Your instructions: Lines from the entries below that hold "EmbassyClock" form the answer; copy all of them.

Collected data
****

//! Detector main loop
//!
//! Drains the radio UART, hands the bytes to the responder and writes
//! back whatever replies it produced. The watchdog is stamped once per
//! pass.

use defmt::*;
use embassy_time::Timer;

use dtd_core::detector::{FlashIdentityStore, Responder};
use dtd_core::traits::PinPresence;
use dtd_hal::{UartRx, UartTx};
use dtd_hal_rp2040::flash::Rp2040FlashStorage;
use dtd_hal_rp2040::gpio::Rp2040Input;
use dtd_hal_rp2040::time::{now_ms, EmbassyClock};
use dtd_hal_rp2040::uart::RadioUart;

use crate::led::SharedLed;
use crate::WATCHDOG;

pub type Detector = Responder<
    PinPresence<Rp2040Input<'static>>,
    SharedLed,
    FlashIdentityStore<Rp2040FlashStorage<'static>>,
    EmbassyClock,
>;

#[embassy_executor::task]
pub async fn responder_task(
    mut detector: Detector,
    mut radio: RadioUart,
    interval_ms: u32,
    stats_every: u32,
) {
    let boot = detector.start();
    send(&mut radio, boot.as_bytes());
    info!("Detector {} online", detector.identity().as_str());

    let mut buf = [0u8; 64];
    let mut loops: u32 = 0;

    loop {
        WATCHDOG.feed(now_ms());
        loops = loops.wrapping_add(1);

        match radio.read_available(&mut buf) {
            Ok(0) => {}
            Ok(n) => {
                for reply in detector.feed(&buf[..n]) {
                    send(&mut radio, reply.as_bytes());
                }
            }
            Err(e) => warn!("UART read error: {:?}", e),
        }

        if stats_every > 0 && loops % stats_every == 0 {
            let c = detector.counters();
            info!(
                "Detector {}: answered={} other={} setid ok/err={}/{} discarded={} dropped={}",
                detector.identity().as_str(),
                c.polls_answered,
                c.not_addressed,
                c.setid_ok,
                c.setid_err,
                c.lines_discarded,
                c.replies_dropped
            );
        }

        Timer::after_millis(u64::from(interval_ms)).await;
    }
}

fn send(radio: &mut RadioUart, bytes: &[u8]) {
    match radio.write_blocking(bytes) {
        Ok(n) if n < bytes.len() => warn!("UART write truncated: {}/{}", n, bytes.len()),
        Ok(_) => {}
        Err(e) => {
            warn!("UART write error: {:?}", e);
            return;
        }
    }
    if let Err(e) = radio.flush() {
        warn!("UART flush error: {:?}", e);
    }
}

****

Your response:
use dtd_hal_rp2040::time::{now_ms, EmbassyClock};
    EmbassyClock,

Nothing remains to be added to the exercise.